💾 Archived View for nox.im › posts › 2021 › 1212 › solana-on-chain-programs captured on 2024-09-29 at 00:00:32. Gemini links have been rewritten to link to archived content
⬅️ Previous capture (2023-09-28)
-=-=-=-=-=-=-
In the Solana ecosystem, smart contracts are known as on-chain "programs". These programs are compiled with LLVM to an Executable and Linkable Format (ELF). It also utilizes a variation of the Berkeley Packet Filter (BPF) for the program instruction set. Storage on Solana requires low level management. For anyone who worked in embedded systems this will feel like a breeze of familiar air.
This post is a follow up on my previous notes on the Solana development environment setup[1] and touches on building and deploying Solana programs with Rust, the eBPF instruction set and what I learned so far started developing on Solana. This is all very new to me, if you find any mistakes please let me know! I'll keep expanding this article.

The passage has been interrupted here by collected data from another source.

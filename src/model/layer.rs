//! Layers: the fixed set of named element containers.

use std::collections::BTreeMap;
use std::fmt;
use std::str::FromStr;

use serde::{Deserialize, Serialize};

use crate::error::ArchError;
use crate::model::element::{Element, ElementPatch};

/// The fixed enumeration of architecture layers, in canonical order.
#[derive(Debug, Clone, Copy, PartialEq, Eq, PartialOrd, Ord, Hash, Serialize, Deserialize)]
#[serde(rename_all = "kebab-case")]
pub enum LayerName {
    Motivation,
    Business,
    Security,
    Application,
    Technology,
    Api,
    DataModel,
    Datastore,
    Ux,
    Navigation,
    Apm,
    Testing,
}

impl LayerName {
    /// Every layer, in canonical order.
    pub const ALL: [LayerName; 12] = [
        LayerName::Motivation,
        LayerName::Business,
        LayerName::Security,
        LayerName::Application,
        LayerName::Technology,
        LayerName::Api,
        LayerName::DataModel,
        LayerName::Datastore,
        LayerName::Ux,
        LayerName::Navigation,
        LayerName::Apm,
        LayerName::Testing,
    ];

    pub fn as_str(&self) -> &'static str {
        match self {
            LayerName::Motivation => "motivation",
            LayerName::Business => "business",
            LayerName::Security => "security",
            LayerName::Application => "application",
            LayerName::Technology => "technology",
            LayerName::Api => "api",
            LayerName::DataModel => "data-model",
            LayerName::Datastore => "datastore",
            LayerName::Ux => "ux",
            LayerName::Navigation => "navigation",
            LayerName::Apm => "apm",
            LayerName::Testing => "testing",
        }
    }
}

impl fmt::Display for LayerName {
    fn fmt(&self, f: &mut fmt::Formatter<'_>) -> fmt::Result {
        f.write_str(self.as_str())
    }
}

impl FromStr for LayerName {
    type Err = ArchError;

    fn from_str(s: &str) -> Result<Self, Self::Err> {
        LayerName::ALL
            .iter()
            .copied()
            .find(|layer| layer.as_str() == s)
            .ok_or_else(|| ArchError::UnknownLayer {
                name: s.to_string(),
            })
    }
}

/// A named container of elements.
///
/// `version` counts in-memory mutations on top of the version recorded in
/// the manifest; it is what the projection cache keys base-layer freshness on.
#[derive(Debug, Clone, PartialEq, Serialize, Deserialize)]
pub struct Layer {
    #[serde(rename = "layer")]
    pub name: LayerName,

    #[serde(default)]
    elements: BTreeMap<String, Element>,

    #[serde(skip)]
    version: u64,
}

impl Layer {
    pub fn new(name: LayerName) -> Self {
        Self {
            name,
            elements: BTreeMap::new(),
            version: 0,
        }
    }

    pub(crate) fn set_version(&mut self, version: u64) {
        self.version = version;
    }

    /// Mutation version of this layer.
    pub fn version(&self) -> u64 {
        self.version
    }

    pub fn len(&self) -> usize {
        self.elements.len()
    }

    pub fn is_empty(&self) -> bool {
        self.elements.is_empty()
    }

    pub fn contains(&self, id: &str) -> bool {
        self.elements.contains_key(id)
    }

    pub fn get(&self, id: &str) -> Option<&Element> {
        self.elements.get(id)
    }

    /// Elements ordered by id.
    pub fn list_elements(&self) -> impl Iterator<Item = &Element> {
        self.elements.values()
    }

    /// Insert or replace an element, returning the previous one.
    pub fn insert(&mut self, element: Element) -> Option<Element> {
        self.version += 1;
        self.elements.insert(element.id.clone(), element)
    }

    /// Merge `patch` onto an existing element. Returns `None` if absent.
    pub fn update(&mut self, id: &str, patch: &ElementPatch) -> Option<&Element> {
        let element = self.elements.get_mut(id)?;
        element.apply_patch(patch);
        self.version += 1;
        Some(element)
    }

    pub fn remove(&mut self, id: &str) -> Option<Element> {
        let removed = self.elements.remove(id);
        if removed.is_some() {
            self.version += 1;
        }
        removed
    }
}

1: Solana development environment setup
Solana[1]
A quick overview over some fundamentals. You don't actually need to know these if you are just starting off and use the anchor framework. It may be a bit of background info though but feel free to skip this section.
Solana BPF programs have a fixed memory map,
entry point 0x100000000 stack 0x200000000 heap 0x300000000 parameters 0x400000000
Stack frames are not variable pointers but fixed in size of 4KB. The call depth is limited to 64 frames. The heap does not support free or realloc.
Note that while Rust is the language of choice in the Solana ecosystem, it should not be indimidating for developers unfamiliar with the language. With a bit of experience in any language, we should be able to understand what Rust programs do and how we can extend them.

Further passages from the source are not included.